Continuing the KEY2 tour, around back there's a familiar textured back that BlackBerry Mobile says is ever-so-slightly redesigned to be even more comfortable to hold than before. If that's possible.

If you stare at the back long enough, you'll notice a second camera sensor adorning the primary, offering features like 2x optical zoom and portrait mode. Both sensors are 12 megapixels, and the primary one has received a minor upgrade in a wider, faster ƒ/1.8 lens and a slight downgrade in the form of smaller 1.3 micron pixels (the KEYone famously shared the same IMX368 sensor with 1.55 micron pixels as the Google Pixel).

The camera on the KEYone was better than it had a right to be. Here, I'm hoping for the same thing.
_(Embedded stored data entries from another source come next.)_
// Copyright 2022 Adobe. All rights reserved.
// This file is licensed to you under the Apache License,
// Version 2.0 (http://www.apache.org/licenses/LICENSE-2.0)
// or the MIT license (http://opensource.org/licenses/MIT),
// at your option.

// Unless required by applicable law or agreed to in writing,
// this software is distributed on an "AS IS" BASIS, WITHOUT
// WARRANTIES OR REPRESENTATIONS OF ANY KIND, either express or
// implied. See the LICENSE-MIT and LICENSE-APACHE files for the
// specific language governing permissions and limitations under
// each license.

use std::{borrow::Cow, fmt::Debug};

use serde::Serialize;

use crate::StatusTracker;

/// Detailed information about a trust-store entry that was checked, skipped,
/// or failed.
///
/// Use the [`log_item`](crate::log_item) macro to create a `LogItem`.
#[derive(Clone, Debug, Eq, PartialEq, Serialize)]
pub struct LogItem {
    /// Kind of log item
    pub kind: LogKind,

    /// Alias of the trust-store entry, or other descriptive label
    pub label: Cow<'static, str>,

    /// Human-readable description of the condition
    pub description: Cow<'static, str>,

    /// Source file where the condition was detected
    pub file: Cow<'static, str>,

    /// Function where the condition was detected
    pub function: Cow<'static, str>,

    /// Source line number where the condition was detected
    pub line: u32,

    /// Error code as string
    #[serde(skip_serializing_if = "Option::is_none")]
    pub err_val: Option<Cow<'static, str>>,

    /// Status code (see [`status_codes`](crate::status_codes))
    #[serde(skip_serializing_if = "Option::is_none")]
    pub status_code: Option<Cow<'static, str>>,
}

impl LogItem {
    /// Create a new `LogItem` without going through the
    /// [`log_item`](crate::log_item) macro.
    pub fn new<S1, S2, S3, S4>(
        label: S1,
        description: S2,
        function: S3,
        file: S4,
        line: u32,
    ) -> Self
    where
        S1: Into<Cow<'static, str>>,
        S2: Into<Cow<'static, str>>,
        S3: Into<Cow<'static, str>>,
        S4: Into<Cow<'static, str>>,
    {
        Self {
            kind: LogKind::Informational,
            label: label.into(),
            description: description.into(),
            file: file.into(),
            function: function.into(),
            line,
            err_val: None,
            status_code: None,
        }
    }

    /// Captures the description from the value (typically an `Error` enum) as
    /// additional information for this `LogItem` struct.
    ///
    /// IMPORTANT: This is implemented using the [`Debug`](std::fmt::Debug)
    /// trait, but in common practice, the `Error` enum from any crate is likely
    /// to fulfill this requirement.
    ///
    /// ## Example
    ///
    /// ```
    /// # use std::borrow::Cow;
    /// # use certkat_status_tracker::{log_item, LogItem, LogKind};
    /// let log = log_item!("test1", "test item 1", "test func").error("sample error message");
    ///
    /// assert_eq!(log.kind, LogKind::Failure);
    /// assert_eq!(log.err_val, Some(Cow::Borrowed("\"sample error message\"")));
    /// ```
    pub fn error<E: Debug>(self, err: E) -> Self {
        LogItem {
            kind: LogKind::Failure,
            err_val: Some(format!("{err:?}").into()),
            ..self
        }
    }

    /// Add a status code.
    ///
    /// ## Example
    ///
    /// ```
    /// # use std::borrow::Cow;
    /// # use certkat_status_tracker::{log_item, status_codes, LogItem};
    /// let log = log_item!("test1", "test item 1", "test func")
    ///     .status_code(status_codes::SIGNATURE_VERIFIED);
    ///
    /// assert_eq!(
    ///     log.status_code,
    ///     Some(Cow::Borrowed("certificate.signature.verified"))
    /// );
    /// ```
    pub fn status_code(self, code: &'static str) -> Self {
        LogItem {
            status_code: Some(code.into()),
            ..self
        }
    }

    /// Record this item as a success in the given tracker.
    pub fn success(mut self, tracker: &mut StatusTracker) {
        self.kind = LogKind::Success;
        tracker.add_non_error(self);
    }

    /// Record this item as informational in the given tracker.
    pub fn informational(mut self, tracker: &mut StatusTracker) {
        self.kind = LogKind::Informational;
        tracker.add_non_error(self);
    }

    /// Record this item as a failure in the given tracker, capturing `err`.
    ///
    /// Returns `Err(err)` if the tracker is configured to stop on the first
    /// error.
    pub fn failure<E: Debug>(self, tracker: &mut StatusTracker, err: E) -> Result<(), E> {
        let item = self.error(&err);
        tracker.add_error(item, err)
    }
}

/// Classifies a [`LogItem`].
#[derive(Clone, Copy, Debug, Eq, PartialEq, Serialize)]
#[serde(rename_all = "snake_case")]
pub enum LogKind {
    /// The check passed.
    Success,

    /// Nothing was checked, or the condition does not affect the outcome.
    Informational,

    /// The check failed.
    Failure,
}

/// Creates a [`LogItem`] struct that is annotated with the source file and line
/// number where the log condition was discovered.
///
/// Takes three parameters, each of which may be a `'static str` or `String`:
///
/// * `label`: name of object this LogItem references (typically a trust-store
///   alias)
/// * `description`: human-readable reason for this `LogItem` to have been
///   generated
/// * `function`: name of the function generating this `LogItem`
///
/// ## Example
///
/// ```
/// # use std::borrow::Cow;
/// # use certkat_status_tracker::{log_item, LogItem, LogKind};
/// let log = log_item!("test1", "test item 1", "test func");
///
/// assert_eq!(
///     log,
///     LogItem {
///         kind: LogKind::Informational,
///         label: Cow::Borrowed("test1"),
///         description: Cow::Borrowed("test item 1"),
///         file: Cow::Borrowed(file!()),
///         function: Cow::Borrowed("test func"),
///         line: log.line,
///         err_val: None,
///         status_code: None,
///     }
/// );
/// #
/// # assert!(log.line > 2);
/// ```
#[macro_export]
macro_rules! log_item {
    ($label:expr, $description:expr, $function:expr) => {{
        $crate::LogItem::new($label, $description, $function, file!(), line!())
    }};
}
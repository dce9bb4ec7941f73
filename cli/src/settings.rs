// Copyright 2025 Adobe. All rights reserved.
// This file is licensed to you under the Apache License,
// Version 2.0 (http://www.apache.org/licenses/LICENSE-2.0)
// or the MIT license (http://opensource.org/licenses/MIT),
// at your option.
// Unless required by applicable law or agreed to in writing,
// this software is distributed on an "AS IS" BASIS, WITHOUT
// WARRANTIES OR REPRESENTATIONS OF ANY KIND, either express or
// implied. See the LICENSE-MIT and LICENSE-APACHE files for the
// specific language governing permissions and limitations under
// each license.

//! Optional TOML settings for `certkat sweep`.
//!
//! ```toml
//! [sweep]
//! trust_store = "/etc/ssl/certs/ca-certificates.crt"
//! provider = "openssl"
//! all_keys = true
//! fail_fast = false
//! ```
//!
//! Command-line flags take precedence over anything set here.

use std::{
    fs,
    path::{Path, PathBuf},
};

use anyhow::{Context, Result};
use certkat_crypto::raw_signature::CryptoProvider;
use serde::Deserialize;

#[derive(Debug, Default, Deserialize)]
#[serde(deny_unknown_fields)]
pub struct Settings {
    #[serde(default)]
    pub sweep: SweepSettings,
}

#[derive(Debug, Default, Deserialize)]
#[serde(deny_unknown_fields)]
pub struct SweepSettings {
    /// Trust store file or directory
    pub trust_store: Option<PathBuf>,
    /// Provider to exercise
    pub provider: Option<CryptoProvider>,
    /// Verify every key type, not just RSA
    pub all_keys: Option<bool>,
    /// Stop at the first failing entry
    pub fail_fast: Option<bool>,
}

impl Settings {
    pub fn from_toml(toml: &str) -> Result<Self> {
        toml::from_str(toml).context("reading settings")
    }

    pub fn from_file(path: &Path) -> Result<Self> {
        let toml = fs::read_to_string(path)
            .with_context(|| format!("Failed to read settings from {}", path.display()))?;

        let settings = Self::from_toml(&toml)?;
        log::debug!("loaded settings from {}", path.display());

        Ok(settings)
    }
}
I haven't had a chance to take any photos with the KEY2, so I don't know whether the smaller sensor will have a negative impact on photo quality, especially in low light, but I'm eager to test it out.

I also haven't been able to use the phone long enough to see whether the KEYone's legendary battery life has been transferred over to its sequel. With a 3,500mAh battery and something called a "Smart Battery Experience" that bases charging recommendations on your usage patterns, it should last at least as long as the original, and possibly longer given the custom-core efficiency of the Snapdragon 660.

As we bring this film to a close, we have to talk about software, and the legacy of BlackBerry itself. With Android 8.1 on board and the KEY2 certified as part of the Android Enterprise Recommended program, I'd be remiss not to point out that the phone, as popular as it is with a small number of enthusiasts, is really aimed at the enterprise market.

To that end, the KEY2 maintains its predecessor's focus on privacy and security, promising monthly security updates (bested only by Google itself) and, as part of the AER, "at least one major OS update." So you know that the KEY2 will get Android P — eventually. For what it's worth, the KEYone is still on Nougat and is expected to get Oreo shortly after the KEY2's release.

Mainstay apps like DTEK have received visual updates to improve usability, and the BlackBerry Locker now has built-in document support so files stored on the phone don't need to be uploaded to the cloud. (Imagine 10 years ago the notion that a phone needed a specialized locker to prevent files from automatically being uploaded to Google's servers. What a world we live in.)

More interesting is a partnership with Mozilla to pre-install Firefox Focus, its new super-fast, privacy-focused browser, within the locker, so nothing is tracked and everything is kept out of advertisers' prying eyes.

I'll be honest, I'm excited for the KEY2. The primary reason to buy a BlackBerry is for its keyboard, and that seems to be an area the company has worked hard to improve this time around. I didn't love the KEYone's keyboard — it never felt comfortable to type on for long periods — but I'm optimistic about the changes made to the KEY2.

The primary issue with the phone will be price: at $649 USD unlocked, it's an extra $100 on top of what the KEYone demanded, and despite the hefty specification improvements, it's a hard pill to swallow. At this point, we don't know carrier specifics for the U.S., but BlackBerry Mobile says, as usual, the phone will launch first at Canadian carriers, where it will sell for $829. In Europe, it will be €649 or £579. The phone launches later this month.